The NCUA announced Monday that the Temporary Corporate Credit Union Stabilization Fund received a sixth consecutive clean audit opinion.

“KPMG LLP, the independent firm that audits the Stabilization Fund's financial statements, issued an unmodified audit opinion with no reportable findings,” an agency press release said.

According to the NCUA, the stabilization fund had a positive net position for the first time, going from negative $142.2 million in 2013 to positive $238.5 million in 2014. During 2014, the fund's financial condition maintained adequate available liquidity to meet its obligations.

Based on an NCUA Office of the Inspector General report on the audited financial statements, the $380.7 million change is primarily explained by the $327.7 million reduction in insurance losses. In 2014, the TCCUSF maintained sufficient liquidity to meet its obligations and paid down $300 million in borrowings from the U.S. Treasury, the report stated.
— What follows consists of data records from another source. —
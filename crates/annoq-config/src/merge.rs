//! Configuration merging.
//!
//! Merges multiple `RawConfig` files into a single resolved `Config`, applying precedence
//! rules and validating values.

use std::path::{Path, PathBuf};

use annoq_query::JoinOperator;

use crate::{
    AnalyzerSettings, Config, ConfigError, TranslateSettings,
    parse::{RawAnalyzerSettings, RawConfig, RawTranslateSettings},
};

/// A parsed config file with its source path.
pub struct ParsedConfig {
    /// Path to the config file.
    pub path: PathBuf,
    /// Parsed raw configuration.
    pub config: RawConfig,
}

/// Merges multiple configuration files into a single resolved `Config`.
///
/// Configs should be provided in precedence order: highest precedence first (closest to CWD),
/// lowest precedence last (global config). For each setting the first defined value wins.
pub fn merge_configs(configs: &[ParsedConfig]) -> Result<Config, ConfigError> {
    let mut translate = TranslateSettings::default();
    let mut analyzer = AnalyzerSettings::default();

    // Iterate in reverse (lowest precedence first) so higher precedence overwrites
    for parsed in configs.iter().rev() {
        if let Some(ref raw) = parsed.config.translate {
            apply_raw_translate(&mut translate, raw, &parsed.path)?;
        }
        if let Some(ref raw) = parsed.config.analyzer {
            apply_raw_analyzer(&mut analyzer, raw, &parsed.path)?;
        }
    }

    let config_root = configs
        .first()
        .and_then(|c| c.path.parent())
        .map(Path::to_path_buf);

    Ok(Config {
        translate,
        analyzer,
        config_root,
        files: configs.iter().map(|c| c.path.clone()).collect(),
    })
}

/// Applies raw translation settings, overwriting any present values.
fn apply_raw_translate(
    result: &mut TranslateSettings,
    raw: &RawTranslateSettings,
    path: &Path,
) -> Result<(), ConfigError> {
    if let Some(ref v) = raw.operator {
        result.operator = v
            .parse::<JoinOperator>()
            .map_err(|message| ConfigError::InvalidValue {
                path: path.to_path_buf(),
                key: "translate.operator",
                message,
            })?;
    }
    if let Some(v) = raw.debug {
        result.debug = v;
    }
    Ok(())
}

/// Applies raw analyzer settings, overwriting any present values.
fn apply_raw_analyzer(
    result: &mut AnalyzerSettings,
    raw: &RawAnalyzerSettings,
    path: &Path,
) -> Result<(), ConfigError> {
    if let Some(v) = raw.max_token_length {
        if v == 0 {
            return Err(ConfigError::InvalidValue {
                path: path.to_path_buf(),
                key: "analyzer.max_token_length",
                message: "must be at least 1".to_string(),
            });
        }
        result.max_token_length = v;
    }
    Ok(())
}
//! Backend tokenizer for span queries.
//!
//! Span fragments should list a phrase's tokens the way the backend indexed them. This crate
//! implements the [`Tokenize`] port with a tantivy analysis pipeline that approximates the
//! backend's text field. It is not an exact match: `SimpleTokenizer` splits on every
//! non-alphanumeric character, so `1.5` and `don't` become two tokens each, where a
//! standard-tokenizer backend keeps them whole. Callers needing parity inject their own
//! [`Tokenize`].
//!
//! Pipeline:
//! 1. `SimpleTokenizer` - splits text on whitespace and punctuation
//! 2. `LowerCaser` - normalizes tokens to lowercase
//! 3. `RemoveLongFilter` - drops tokens longer than the configured maximum

#![warn(missing_docs)]

use std::fmt;

use annoq_query::{Tokenize, TokenizeError};
use tantivy::tokenizer::{LowerCaser, RemoveLongFilter, SimpleTokenizer, TextAnalyzer, TokenStream};
use thiserror::Error;
use tracing::debug;

/// Default maximum token length in bytes, matching the backend's tokenizer.
pub const DEFAULT_MAX_TOKEN_LENGTH: usize = 128;

/// Errors building the analyzer.
#[derive(Debug, Clone, PartialEq, Eq, Error)]
pub enum AnalyzerError {
    /// A zero maximum token length would drop every token.
    #[error("max_token_length must be at least 1, got {0}")]
    InvalidMaxTokenLength(usize),
}

/// Builds the analysis pipeline.
///
/// Tokens longer than `max_token_length` bytes are removed.
pub fn build_analyzer(max_token_length: usize) -> Result<TextAnalyzer, AnalyzerError> {
    if max_token_length == 0 {
        return Err(AnalyzerError::InvalidMaxTokenLength(max_token_length));
    }
    debug!(max_token_length, "building analyzer");
    Ok(pipeline(max_token_length))
}

/// Assembles the pipeline without validating the limit.
fn pipeline(max_token_length: usize) -> TextAnalyzer {
    // RemoveLongFilter keeps tokens strictly shorter than its limit.
    TextAnalyzer::builder(SimpleTokenizer::default())
        .filter(LowerCaser)
        .filter(RemoveLongFilter::limit(max_token_length + 1))
        .build()
}

/// [`Tokenize`] implementation backed by a tantivy analyzer.
#[derive(Clone)]
pub struct BackendTokenizer {
    /// Template analyzer; cloned for each call.
    analyzer: TextAnalyzer,
    /// Maximum token length in bytes.
    max_token_length: usize,
}

impl BackendTokenizer {
    /// Creates a tokenizer dropping tokens longer than `max_token_length` bytes.
    pub fn new(max_token_length: usize) -> Result<Self, AnalyzerError> {
        Ok(Self {
            analyzer: build_analyzer(max_token_length)?,
            max_token_length,
        })
    }

    /// Maximum token length in bytes.
    pub fn max_token_length(&self) -> usize {
        self.max_token_length
    }
}

impl Default for BackendTokenizer {
    fn default() -> Self {
        Self {
            analyzer: pipeline(DEFAULT_MAX_TOKEN_LENGTH),
            max_token_length: DEFAULT_MAX_TOKEN_LENGTH,
        }
    }
}

impl fmt::Debug for BackendTokenizer {
    fn fmt(&self, f: &mut fmt::Formatter<'_>) -> fmt::Result {
        f.debug_struct("BackendTokenizer")
            .field("max_token_length", &self.max_token_length)
            .finish_non_exhaustive()
    }
}

impl Tokenize for BackendTokenizer {
    fn tokenize(&self, text: &str) -> Result<Vec<String>, TokenizeError> {
        let mut analyzer = self.analyzer.clone();
        let mut stream = analyzer.token_stream(text);
        let mut tokens = Vec::new();
        while stream.advance() {
            tokens.push(stream.token().text.clone());
        }
        Ok(tokens)
    }
}

#[cfg(test)]
mod test {
    use annoq_query::{Translator, TranslatorConfig};

    use super::*;

    /// Tokenizes with the default settings.
    fn tokens(text: &str) -> Vec<String> {
        BackendTokenizer::default().tokenize(text).unwrap()
    }

    #[test]
    fn analyzer_lowercases() {
        let mut analyzer = build_analyzer(DEFAULT_MAX_TOKEN_LENGTH).unwrap();
        let mut stream = analyzer.token_stream("HELLO World");

        let token = stream.next().unwrap();
        assert_eq!(token.text, "hello");

        let token = stream.next().unwrap();
        assert_eq!(token.text, "world");

        assert!(stream.next().is_none());
    }

    #[test]
    fn splits_on_punctuation() {
        assert_eq!(tokens("her2-positive, cancer."), vec!["her2", "positive", "cancer"]);
    }

    #[test]
    fn splits_decimals_and_contractions() {
        assert_eq!(tokens("1.5 don't"), vec!["1", "5", "don", "t"]);
    }

    #[test]
    fn empty_text_has_no_tokens() {
        assert!(tokens("").is_empty());
        assert!(tokens(" -- ").is_empty());
    }

    #[test]
    fn long_tokens_removed() {
        let tokenizer = BackendTokenizer::new(4).unwrap();
        assert_eq!(tokenizer.tokenize("abcd abcde ab").unwrap(), vec!["abcd", "ab"]);
        assert_eq!(tokenizer.max_token_length(), 4);
    }

    #[test]
    fn default_limit_keeps_128_bytes() {
        let at_limit = "a".repeat(DEFAULT_MAX_TOKEN_LENGTH);
        let over_limit = "b".repeat(DEFAULT_MAX_TOKEN_LENGTH + 1);
        assert_eq!(tokens(&format!("{at_limit} {over_limit}")), vec![at_limit]);
    }

    #[test]
    fn zero_limit_rejected() {
        let err = BackendTokenizer::new(0).unwrap_err();
        assert_eq!(err, AnalyzerError::InvalidMaxTokenLength(0));
        assert!(err.to_string().contains("at least 1"));
    }

    #[test]
    fn repeated_calls_are_independent() {
        let tokenizer = BackendTokenizer::default();
        assert_eq!(tokenizer.tokenize("one two").unwrap(), vec!["one", "two"]);
        assert_eq!(tokenizer.tokenize("three").unwrap(), vec!["three"]);
    }

    #[test]
    fn drives_span_fragments() {
        let translator =
            Translator::with_config(TranslatorConfig::default(), BackendTokenizer::default());
        assert_eq!(
            translator.translate("\"HER2-positive\"[Disease]").unwrap(),
            "_query_:\"{!annographix ver=3 span=17} @0:concept_disease ~1:her2 #covers(0,1) ~2:positive #covers(0,2)\""
        );
    }

    #[test]
    fn shareable_across_threads() {
        fn assert_send_sync<T: Send + Sync>() {}
        assert_send_sync::<BackendTokenizer>();
    }
}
The NCUA's chief financial officer will provide a detailed report on the fund at the March 19 open board meeting in Alexandria, Va.

“The Stabilization Fund has saved credit unions from $40 billion in potential losses since 2009, and this sixth consecutive clean audit is a reminder of how well this important asset is being managed,” NCUA Board Chairman Debbie Matz said. “NCUA remains committed to prudent, effective and transparent management for the Stabilization Fund. If current trends continue, the agency does not expect to charge credit unions assessments for the Stabilization Fund in the future.”

The stabilization fund, managed by the NCUA board, is a revolving fund in the U.S. Treasury scheduled to close in June of 2021. The fund allows the agency to manage costs to the credit union system resulting from losses on troubled mortgage-backed securities purchased by five failed corporate credit unions, which the NCUA had liquidated during the financial crisis.